Recorded information>
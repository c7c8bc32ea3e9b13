//! Name-keyed collections of entities.

use std::collections::HashMap;
use std::sync::Arc;

use tracing::debug;

use crate::atom::AtomRecord;
use crate::entity::Entity;
use crate::error::{Result, SplunkError};
use crate::kind::ResourceKind;
use crate::path;
use crate::transport::Transport;

/// The members of one collection endpoint, in feed order.
///
/// Names are unique. When a feed repeats a name the later entry wins but
/// keeps the position of the first.
#[derive(Debug, Clone)]
pub struct Collection {
    path: String,
    kind: ResourceKind,
    entities: Vec<Entity>,
    index: HashMap<String, usize>,
}

impl Collection {
    /// Build a collection from converted feed records.
    ///
    /// Record 0 is the feed header and is skipped. Every member's name is
    /// derived from its entry id relative to `collection_path`; an id
    /// outside the collection is a parse error.
    pub fn build(
        records: Vec<AtomRecord>,
        collection_path: &str,
        transport: &Arc<dyn Transport>,
    ) -> Result<Self> {
        let kind = ResourceKind::from_collection_path(collection_path);
        let base = collection_path.trim_end_matches('/');
        let mut entities: Vec<Entity> = Vec::with_capacity(records.len().saturating_sub(1));
        let mut index = HashMap::new();

        for record in records.into_iter().skip(1) {
            let segment = path::member_segment(&record.id, collection_path)
                .map(str::to_string)
                .ok_or_else(|| {
                    SplunkError::Parse(format!(
                        "entry id `{}` is not a member of `{collection_path}`",
                        record.id
                    ))
                })?;
            let name = path::last_segment(&segment);
            let entity_path = format!("{base}/{segment}");
            let entity = Entity::from_record(
                record,
                name.clone(),
                entity_path,
                kind,
                Arc::clone(transport),
            );

            match index.get(&name) {
                Some(&position) => {
                    debug!(collection = %collection_path, name = %name, "duplicate entry, keeping the later one");
                    entities[position] = entity;
                }
                None => {
                    index.insert(name, entities.len());
                    entities.push(entity);
                }
            }
        }

        Ok(Self {
            path: collection_path.to_string(),
            kind,
            entities,
            index,
        })
    }

    /// The collection path the members were read from.
    pub fn path(&self) -> &str {
        &self.path
    }

    /// The kind every member was built with.
    pub fn kind(&self) -> ResourceKind {
        self.kind
    }

    pub fn len(&self) -> usize {
        self.entities.len()
    }

    pub fn is_empty(&self) -> bool {
        self.entities.is_empty()
    }

    pub fn contains_key(&self, name: &str) -> bool {
        self.index.contains_key(name)
    }

    pub fn get(&self, name: &str) -> Option<&Entity> {
        self.index.get(name).map(|&i| &self.entities[i])
    }

    pub fn get_mut(&mut self, name: &str) -> Option<&mut Entity> {
        self.index.get(name).map(|&i| &mut self.entities[i])
    }

    /// Member names in feed order.
    pub fn names(&self) -> impl Iterator<Item = &str> {
        self.entities.iter().map(Entity::name)
    }

    pub fn iter(&self) -> impl Iterator<Item = (&str, &Entity)> {
        self.entities.iter().map(|e| (e.name(), e))
    }

    pub fn values(&self) -> impl Iterator<Item = &Entity> {
        self.entities.iter()
    }

    pub fn into_entities(self) -> Vec<Entity> {
        self.entities
    }
}

impl IntoIterator for Collection {
    type Item = Entity;
    type IntoIter = std::vec::IntoIter<Entity>;

    fn into_iter(self) -> Self::IntoIter {
        self.entities.into_iter()
    }
}

impl<'a> IntoIterator for &'a Collection {
    type Item = &'a Entity;
    type IntoIter = std::slice::Iter<'a, Entity>;

    fn into_iter(self) -> Self::IntoIter {
        self.entities.iter()
    }
}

Exercise prompt> If a line in the entries above has the word "ResourceKind", copy it.

Task output>
use crate::kind::ResourceKind;
    kind: ResourceKind,
        let kind = ResourceKind::from_collection_path(collection_path);
    pub fn kind(&self) -> ResourceKind {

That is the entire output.